La primera herramienta para evitar estas fallas es lo que David Mellinkoff, un gran estudioso del lenguaje de los abogados, llamó “control de la natalidad”, es decir, evitar de entrada la inclusión de material inútil (“Legal Writing: Sense & Nonsense”, West Publishing Co., St. Paul, Minnesota, 1982, p. 132).
“Matar a los hijos”
Pero quien no tuvo esta precaución o no la ejerció suficientemente, cuando revisa un texto debe preguntarse todo el tiempo si lo que afirma, describe o argumenta realmente sirve al fin que pretende alcanzar; y si la respuesta es negativa, debe borrar sin hesitar.
Suele haber una resistencia casi instintiva a suprimir alguno que uno ha escrito, sea por el esfuerzo invertido en ello, la posibilidad de que esos pasajes pese a todo sean útiles, o simplemente la admiración por la propia obra. Pero si el texto sobra, hay que cortar sin piedad: no es un filicidio, no se trata de una opera magna, no es más que un lastre del que hay que desprenderse.
Un pecado frecuente es la transcripción de largas citas, normalmente de jurisprudencia y a veces de doctrina, una práctica que ha sido muy facilitada por la herramienta “cortar y pegar” de los procesadores de texto. Esas citas extensas casi siempre son completamente inútiles. Richard Posner, otro gran jurista estadounidense que fue juez durante 36 años, lo señaló discretamente: “Tenga cuidado con las citas, especialmente con las largas citas en bloque” (“Judges’ Writing Styles (And Do They Matter?)”, 62 U. Chi. L. Rev. 1424 [1995]). Más directo fue un juez argentino que en una audiencia nos dijo muy sonriente a las partes (en realidad, a los abogados de las partes) que amaba esas “citas eternas” porque sencillamente eran otras tantas páginas que nunca iba a tener que leer.
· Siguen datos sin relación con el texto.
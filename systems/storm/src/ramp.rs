/// Quintic smootherstep mapping normalised time-in-ramp onto `[0, 1]`.
///
/// Both the first and second derivatives vanish at the endpoints, so the
/// attenuated signal starts and stops moving without a visible kink.
#[must_use]
pub fn ramp(x: f64) -> f64 {
    if x <= 0.0 {
        0.0
    } else if x >= 1.0 {
        1.0
    } else {
        x * x * x * (x * (6.0 * x - 15.0) + 10.0)
    }
}
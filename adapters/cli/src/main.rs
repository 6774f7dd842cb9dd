#![deny(
    unsafe_code,
    missing_docs,
    dead_code,
    unused_results,
    non_snake_case,
    unreachable_pub
)]

//! Command-line adapter that runs dust storm scenarios headlessly.

mod scenario;
mod simulation;
mod triggers;

use std::path::PathBuf;

use anyhow::{Context, Result};
use clap::Parser;
use tracing::info;
use tracing_subscriber::{layer::SubscriberExt, util::SubscriberInitExt, EnvFilter};

use crate::{
    scenario::{Scenario, DEFAULT_SCENARIO},
    simulation::Simulation,
};

/// Command-line options.
#[derive(Debug, Parser)]
#[command(author, version, about, long_about = None)]
struct Args {
    /// Scenario file; the bundled scenario runs when omitted.
    #[arg(short, long)]
    scenario: Option<PathBuf>,

    /// Last tick to simulate, overriding the scenario.
    #[arg(short, long)]
    until: Option<u64>,

    /// Random seed, overriding the scenario.
    #[arg(long)]
    seed: Option<u64>,

    /// Log filter directive such as `info` or `dust_storm_system_storm=debug`.
    #[arg(long)]
    log: Option<String>,
}

/// Entry point for the dust storm command-line interface.
fn main() -> Result<()> {
    let args = Args::parse();
    init_tracing(args.log.as_deref())?;

    let mut scenario = match &args.scenario {
        Some(path) => Scenario::load(path)?,
        None => Scenario::from_toml(DEFAULT_SCENARIO).context("bundled scenario is invalid")?,
    };
    if let Some(seed) = args.seed {
        scenario.storm = scenario.storm.with_seed(seed);
    }
    let until = args.until.unwrap_or(scenario.until);

    info!(
        surfaces = scenario.surfaces.len(),
        triggers = scenario.triggers.len(),
        until,
        seed = scenario.storm.rng_seed,
        "starting simulation"
    );
    let mut simulation = Simulation::from_scenario(&scenario)?;
    simulation.run_until(until);

    println!("{}", simulation.report());
    Ok(())
}

fn init_tracing(directive: Option<&str>) -> Result<()> {
    let filter = match directive {
        Some(directive) => EnvFilter::try_new(directive)
            .with_context(|| format!("invalid log filter {directive}"))?,
        None => EnvFilter::try_from_default_env().unwrap_or_else(|_| EnvFilter::new("info")),
    };
    tracing_subscriber::registry()
        .with(filter)
        .with(tracing_subscriber::fmt::layer().with_writer(std::io::stderr))
        .try_init()
        .context("failed to install the tracing subscriber")
}
use serde::{Deserialize, Serialize};

use crate::scoring::NoiseParams;

/// Tuning knobs for the storm engine.
#[derive(Clone, Debug, PartialEq, Serialize, Deserialize)]
#[serde(default)]
pub struct StormConfig {
    /// Ticks between scheduler invocations. Ramp writes continue for one
    /// extra period past the ramp window so the final value always lands.
    pub tick_period: u64,
    /// Per-tick degradation probability of each eligible panel at intensity one.
    pub degradation_rate: f64,
    /// Seed from which every per-storm random stream is derived.
    pub rng_seed: u64,
    /// Scoring variant applied to newly created storms.
    pub noise: NoiseParams,
}

impl Default for StormConfig {
    fn default() -> Self {
        Self {
            tick_period: 60,
            degradation_rate: 0.002,
            rng_seed: 0x5eed_d057_57a2_4d01,
            noise: NoiseParams::LinearSum,
        }
    }
}

impl StormConfig {
    /// Returns a copy of the configuration using a different seed.
    #[must_use]
    pub fn with_seed(mut self, rng_seed: u64) -> Self {
        self.rng_seed = rng_seed;
        self
    }
}
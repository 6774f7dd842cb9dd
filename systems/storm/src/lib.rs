#![deny(
    unsafe_code,
    missing_docs,
    dead_code,
    unused_results,
    non_snake_case,
    unreachable_pub
)]

//! Storm lifecycle engine.
//!
//! Each surface hosts at most one storm. A storm depresses the surface's solar
//! multiplier along a smootherstep ramp, holds it at `1 - intensity` while
//! steady, and ramps it back before expiring. On every scheduled tick it also
//! samples how many of its remaining eligible panels turn dusty, popping them
//! from a pre-sorted queue so the per-tick cost stays independent of the panel
//! count.

mod config;
mod controller;
mod queue;
mod ramp;
mod record;
mod registry;
mod scoring;

pub use config::StormConfig;
pub use controller::{StormController, StormRequest};
pub use queue::{PanelQueue, ReservePanels, ScoredPanel};
pub use ramp::ramp;
pub use record::{StormPhase, StormRecord, MIN_RAMP_DURATION};
pub use registry::{StormRegistry, DEFAULT_BASELINE};
pub use scoring::{normalize, NoiseParams};
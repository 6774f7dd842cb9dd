use dust_storm_core::Position;
use serde::{Deserialize, Serialize};

/// Selects how panels are prioritised for degradation.
#[derive(Clone, Copy, Debug, Default, PartialEq, Eq, Serialize, Deserialize)]
#[serde(rename_all = "snake_case")]
pub enum NoiseParams {
    /// Scores a panel by the sum of its coordinates, sweeping the storm
    /// diagonally across the surface.
    #[default]
    LinearSum,
}

impl NoiseParams {
    /// Computes the raw priority score of a panel at `position`.
    #[must_use]
    pub fn score(self, position: Position) -> f64 {
        match self {
            Self::LinearSum => position.x + position.y,
        }
    }
}

/// Min-max normalises scores into `[0, 1]` in place.
///
/// Scores are left untouched when every value is identical.
pub fn normalize(scores: &mut [f64]) {
    let Some(min) = scores.iter().copied().reduce(f64::min) else {
        return;
    };
    let max = scores.iter().copied().fold(min, f64::max);
    let range = max - min;
    if range <= 0.0 {
        return;
    }

    for score in scores.iter_mut() {
        *score = (*score - min) / range;
    }
}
Sin embargo, no siempre toda repetición es inútil, porque en un texto persuasivo puede ser necesaria por su efecto retórico. Así, por ejemplo, cuando se caracteriza éticamente un litigio como un “despojo” y luego se lo repite esa caracterización como leit motiv en la narrativo de los hechos y la exposición de los argumentos. O también cuando se presenta como remate final una conclusión que anteriormente se planteó en la introducción y se desarrolló a lo largo de los razonamientos. Naturalmente, es una herramienta que debe ser usada con prudencia, para evitar el hastío del destinatario.
Demasiado corto
Aunque es improbable, también puede ocurrir que el texto sea demasiado corto. Si bien en la mayoría de los casos su destinatario agradecerá tener menos para leer, es posible que la pieza en cuestión aparezca como superficial o incompleta. No es envidiable la situación del abogado cuya presentación es fulminada por el juez como “pobre” o “escueta” (y luego es rechazada) o que genera una serie de preguntas del cliente que la estigmatiza como “telegráfica”.
En estos casos no se trata de inflar el escrito con palabrerío, sino de completarlo realmente. A este fin se puede mejorar el análisis, agregar ejemplos, incluir argumentos adversos (y refutarlos), agregar antecedentes y contexto, añadir ejemplos o circunstancias hipotéticas, o invocar argumentos de política pública.
Sin embargo, hay que cuidar que estos aditamentos sean verdaderamente sustanciales y pertinentes, y no solo material de relleno. Porque en materia de redacción jurídica, casi siempre menos es más.